For many hitters, a 3-2 count is nerve-wracking. If a hitter is too passive, she could draw a walk or strike out looking. The same is true for an aggressive approach; if the hitter makes contact, there’s a good chance for a base hit but if the hitter misses, they take a solemn walk back to the dugout.
All of this uncertainty did not affect Clark as she waited for the next pitch from Penn State’s Bailey Parshall and took a swing. The ball exploded off the bat and wound up over the right-center field wall. The two-run home run on her senior day was not just a special moment for Clark; it gave Alabama its first lead of the game, en route to a 14-6 victory.

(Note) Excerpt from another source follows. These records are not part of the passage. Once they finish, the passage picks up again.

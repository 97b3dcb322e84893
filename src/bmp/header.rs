//! BMP file and DIB header records.
//!
//! All fields are little-endian and read field by field; nothing here
//! depends on struct layout.

use alloc::vec::Vec;

use super::utils::Cursor;
use crate::error::DecodeError;

pub(crate) const FILE_HEADER_LEN: usize = 14;
pub(crate) const CORE_HEADER_LEN: u32 = 12;
pub(crate) const INFO_HEADER_LEN: u32 = 40;
/// File header + BITMAPINFOHEADER, the pixel offset of every file we write.
pub(crate) const HEADERS_LEN: u32 = FILE_HEADER_LEN as u32 + INFO_HEADER_LEN;
/// Resolution written by the encoder and assumed for core headers.
pub(crate) const DEFAULT_PPM: i32 = 96;

const SIGNATURE: [u8; 2] = *b"BM";

// ── Compression enum ────────────────────────────────────────────────

#[derive(Debug, Eq, PartialEq, Copy, Clone)]
pub(crate) enum Compression {
    Rgb,
    Rle8,
    Rle4,
    Bitfields,
}

impl Compression {
    pub(crate) fn from_u32(num: u32) -> Option<Self> {
        match num {
            0 => Some(Self::Rgb),
            1 => Some(Self::Rle8),
            2 => Some(Self::Rle4),
            3 => Some(Self::Bitfields),
            _ => None,
        }
    }

    pub(crate) fn to_u32(self) -> u32 {
        match self {
            Self::Rgb => 0,
            Self::Rle8 => 1,
            Self::Rle4 => 2,
            Self::Bitfields => 3,
        }
    }
}

// ── BITMAPFILEHEADER ────────────────────────────────────────────────

#[derive(Debug, Clone, Copy, PartialEq, Eq)]
pub(crate) struct FileHeader {
    pub file_size: u32,
    pub reserved: [u16; 2],
    pub off_bits: u32,
}

impl FileHeader {
    pub(crate) fn parse(cursor: &mut Cursor<'_>) -> Result<Self, DecodeError> {
        let signature = cursor.read_fixed_bytes::<2>("file header")?;
        if signature != SIGNATURE {
            return Err(DecodeError::BmpInvalidFormat(alloc::format!(
                "bad signature {signature:02x?}"
            )));
        }
        let file_size = cursor.get_u32_le("file header")?;
        let reserved = [
            cursor.get_u16_le("file header")?,
            cursor.get_u16_le("file header")?,
        ];
        let off_bits = cursor.get_u32_le("file header")?;
        Ok(Self {
            file_size,
            reserved,
            off_bits,
        })
    }

    pub(crate) fn write(&self, out: &mut Vec<u8>) {
        out.extend_from_slice(&SIGNATURE);
        out.extend_from_slice(&self.file_size.to_le_bytes());
        out.extend_from_slice(&self.reserved[0].to_le_bytes());
        out.extend_from_slice(&self.reserved[1].to_le_bytes());
        out.extend_from_slice(&self.off_bits.to_le_bytes());
    }
}

// ── BITMAPCOREHEADER (OS/2) ─────────────────────────────────────────

#[derive(Debug, Clone, Copy, PartialEq, Eq)]
pub(crate) struct CoreHeader {
    pub size: u32,
    pub width: u16,
    pub height: u16,
    pub planes: u16,
    pub bit_count: u16,
}

impl CoreHeader {
    pub(crate) fn parse(cursor: &mut Cursor<'_>) -> Result<Self, DecodeError> {
        Ok(Self {
            size: cursor.get_u32_le("core header")?,
            width: cursor.get_u16_le("core header")?,
            height: cursor.get_u16_le("core header")?,
            planes: cursor.get_u16_le("core header")?,
            bit_count: cursor.get_u16_le("core header")?,
        })
    }
}

// ── BITMAPINFOHEADER ────────────────────────────────────────────────

/// Info header fields. Larger V4/V5 headers share this prefix; their
/// extra fields are not read.
#[derive(Debug, Clone, Copy, PartialEq, Eq)]
pub(crate) struct InfoHeader {
    pub size: u32,
    pub width: i32,
    pub height: i32,
    pub planes: u16,
    pub bit_count: u16,
    pub compression: u32,
    pub size_image: u32,
    pub x_pels_per_meter: i32,
    pub y_pels_per_meter: i32,
    pub clr_used: u32,
    pub clr_important: u32,
}

impl InfoHeader {
    pub(crate) fn parse(cursor: &mut Cursor<'_>) -> Result<Self, DecodeError> {
        Ok(Self {
            size: cursor.get_u32_le("info header")?,
            width: cursor.get_i32_le("info header")?,
            height: cursor.get_i32_le("info header")?,
            planes: cursor.get_u16_le("info header")?,
            bit_count: cursor.get_u16_le("info header")?,
            compression: cursor.get_u32_le("info header")?,
            size_image: cursor.get_u32_le("info header")?,
            x_pels_per_meter: cursor.get_i32_le("info header")?,
            y_pels_per_meter: cursor.get_i32_le("info header")?,
            clr_used: cursor.get_u32_le("info header")?,
            clr_important: cursor.get_u32_le("info header")?,
        })
    }

    /// Widen a core header. Core headers carry no compression, so the
    /// result is always uncompressed.
    pub(crate) fn from_core(core: CoreHeader) -> Self {
        Self {
            size: core.size,
            width: i32::from(core.width),
            height: i32::from(core.height),
            planes: core.planes,
            bit_count: core.bit_count,
            compression: Compression::Rgb.to_u32(),
            size_image: 0,
            x_pels_per_meter: DEFAULT_PPM,
            y_pels_per_meter: DEFAULT_PPM,
            clr_used: 0,
            clr_important: 0,
        }
    }

    pub(crate) fn write(&self, out: &mut Vec<u8>) {
        out.extend_from_slice(&self.size.to_le_bytes());
        out.extend_from_slice(&self.width.to_le_bytes());
        out.extend_from_slice(&self.height.to_le_bytes());
        out.extend_from_slice(&self.planes.to_le_bytes());
        out.extend_from_slice(&self.bit_count.to_le_bytes());
        out.extend_from_slice(&self.compression.to_le_bytes());
        out.extend_from_slice(&self.size_image.to_le_bytes());
        out.extend_from_slice(&self.x_pels_per_meter.to_le_bytes());
        out.extend_from_slice(&self.y_pels_per_meter.to_le_bytes());
        out.extend_from_slice(&self.clr_used.to_le_bytes());
        out.extend_from_slice(&self.clr_important.to_le_bytes());
    }
}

“It felt great,” Clark said. “Just to be able to do that, I think I had 18 people here from family and friends, and some of them have never even seen me play softball before and this is their first opportunity to do that. To be able to do that for them to see was amazing.”
Although the home run is something softball players dream of, there is no guarantee that every time the count is full, it will result in a victory for the batter. Many times the pitcher wins — just ask Clark, who struck out on a full count against Louisville and struck out in the at-bat before the homer.
“The mentality should be, or it needs to be, ‘I’m better than the pitcher’ once you step in the box,” coach Patrick Murphy said. “Last year, we talked about just competing in the box and I think it was about halfway through the season — we played a midweek game and we won, but we struck out maybe seven times and it was just not a good game for the hitters. We really challenged them the rest of the way just to compete your butt off.”
Whether it was experience or the ‘I’m better than the pitcher’ idea, Clark was not fazed and waited on the outside pitch. Clark said that she was looking for an outside pitch to hit during her at-bat.
The inning prior, Clark swung and missed on that same pitch, resulting in a strikeout. Rather than showing bunt and shortening her approach at the plate, the Mechanicsburg, Pennsylvania, native took her normal swing and made contact.
“I was pretty confident that pitch was coming, especially in a full count,” Clark said. “I knew she got me with that in my first at-bat. I was just looking for that and was ready for that.”
Clark, along with the rest of the Alabama hitters, will look to keep her momentum going in the final game of the Easton Bama Bash, a rematch with Louisville on Sunday at 1:30 p.m.
“We had 15 hits in this game, which to me says a lot about the hitters in terms of they are seeing a lot of pitches,” Murphy said. “You’re taking a lot of walks, but you’re still getting 15 hits, which is pretty cool because usually when you see a lot of walks, you become complacent and not aggressive and then you let good pitches go by. But I thought the hitters did a really, really good job.”